Spoilers below for Guardians of the Galaxy #6!

The Guardians of the Galaxy have a special role in the Marvel Universe. While the Avengers, Fantastic Four, and Earth's other superhero teams defend the planet we live on, they deal with problems affecting the rest of the Milky Way. But the Guardians of the Galaxy also have their own lives outside of fighting alien locusts and space pirate gods. So while the GOTG were handling a mission that put them into conflict with each other, pursuing personal agendas, and dealing with their emotional issues, Earth was enveloped in the Empyre storyline that brought an endgame to the biggest, most ancient war in the galaxy... and as the team finds out in the new Guardians of the Galaxy #6, they missed the whole thing!

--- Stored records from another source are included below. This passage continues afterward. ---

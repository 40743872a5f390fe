// src/normalize.rs

//! Deterministic normalization of checked-out trees
//!
//! A fresh checkout is full of fetch-history artifacts: reflogs, the
//! index, FETCH_HEAD, remote-tracking branches, hook samples, pack files
//! whose layout depends on thread scheduling. Hashing such a tree would
//! tie the content address to *how* the content was fetched rather than
//! to the content itself.
//!
//! Two modes:
//! - metadata kept: every `.git` directory in the tree (submodules
//!   included) is rewritten into a reproducible form and repacked
//!   single-threaded.
//! - metadata dropped: every `.git` directory is removed outright.
//!
//! Both modes are fixed points: running them twice changes nothing the
//! second time.

use crate::error::Result;
use crate::git::Vcs;
use std::fs;
use std::path::{Path, PathBuf};
use tracing::{debug, info};
use walkdir::WalkDir;

/// Files under `.git` that carry timestamps or local fetch state
const EPHEMERAL_METADATA: &[&str] = &[
    "logs",
    "hooks",
    "index",
    "FETCH_HEAD",
    "ORIG_HEAD",
    "refs/remotes/origin/HEAD",
    "config",
];

/// Normalize `tree` for content addressing
///
/// With `keep_vcs_metadata` the `.git` directories are sanitized in
/// place; otherwise they are removed entirely.
pub fn normalize_tree<V: Vcs>(vcs: &V, tree: &Path, keep_vcs_metadata: bool) -> Result<()> {
    if keep_vcs_metadata {
        make_deterministic(vcs, tree)
    } else {
        strip_metadata(tree)
    }
}

/// Remove every `.git` entry (directory, or the file form a linked
/// worktree leaves behind) anywhere under `tree`
pub fn strip_metadata(tree: &Path) -> Result<()> {
    for git_dir in find_metadata_dirs(tree)? {
        info!("Removing VCS metadata at {}", git_dir.display());
        if git_dir.is_dir() {
            fs::remove_dir_all(&git_dir)?;
        } else {
            fs::remove_file(&git_dir)?;
        }
    }
    Ok(())
}

/// Rewrite every repository under `tree` into a reproducible form
pub fn make_deterministic<V: Vcs>(vcs: &V, tree: &Path) -> Result<()> {
    for git_dir in find_metadata_dirs(tree)? {
        if !git_dir.is_dir() {
            continue;
        }
        let Some(repo) = git_dir.parent() else {
            continue;
        };
        info!("Normalizing repository at {}", repo.display());
        sanitize_repository(vcs, repo, &git_dir)?;
    }
    Ok(())
}

fn sanitize_repository<V: Vcs>(vcs: &V, repo: &Path, git_dir: &Path) -> Result<()> {
    // Drop timestamp-bearing and fetch-local files first.
    for name in EPHEMERAL_METADATA {
        remove_any(&git_dir.join(name))?;
    }

    // Remote-tracking branches record where the content came from, not
    // what it is.
    for branch in vcs.remote_branches(repo)? {
        debug!("Deleting remote branch {}", branch);
        vcs.delete_remote_branch(repo, &branch)?;
    }

    // Keep at most one tag, and only if it points exactly at the checked
    // out commit. First match in listing order wins, same tie-break as
    // ref resolution.
    let keep = vcs.tags_pointing_at(repo, "HEAD")?.into_iter().next();
    for tag in vcs.tags_containing(repo, "HEAD")? {
        if Some(&tag) != keep.as_ref() {
            debug!("Deleting tag {}", tag);
            vcs.delete_tag(repo, &tag)?;
        }
    }

    // Single-threaded full repack; pack layout from a multi-threaded
    // repack is not bit-reproducible across runs. The local config is
    // needed during the repack and deleted right after.
    vcs.repack(repo)?;
    remove_any(&git_dir.join("config"))?;

    // Prune everything the surviving refs no longer reach.
    vcs.gc(repo)?;
    Ok(())
}

/// Collect every `.git` entry under `tree`, outermost first
///
/// A plain finite walk; collected up front so deletions do not race the
/// traversal.
fn find_metadata_dirs(tree: &Path) -> Result<Vec<PathBuf>> {
    let mut dirs = Vec::new();
    let mut walker = WalkDir::new(tree).sort_by_file_name().into_iter();
    while let Some(entry) = walker.next() {
        let entry = entry.map_err(std::io::Error::from)?;
        if entry.file_name() == ".git" {
            if entry.file_type().is_dir() {
                // Nothing inside .git can be another working tree.
                walker.skip_current_dir();
            }
            dirs.push(entry.into_path());
        }
    }
    Ok(dirs)
}

fn remove_any(path: &Path) -> Result<()> {
    if path.is_dir() {
        fs::remove_dir_all(path)?;
    } else if path.exists() {
        fs::remove_file(path)?;
    }
    Ok(())
}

Guardians of the Galaxy #6 is written by Al Ewing with art by Marcio Takara, color by Federico Blee, and lettering by Cory Petit. The series so far has seen Peter Quill (aka Star-Lord) sacrifice himself to defeat alien gods, a decision that Gamora blamed on his friends Rocket Raccoon and Nova. The team split in half, with Rocket and Nova bringing their friends on one side and Gamora hiring mercenaries to fill out the other. The next story pitted them against each other, thanks to a planetary tycoon hiring Gamora and company to kill Rocket Raccoon. It took a common enemy - Gamora's two-faced client, in this case - to bring them back together.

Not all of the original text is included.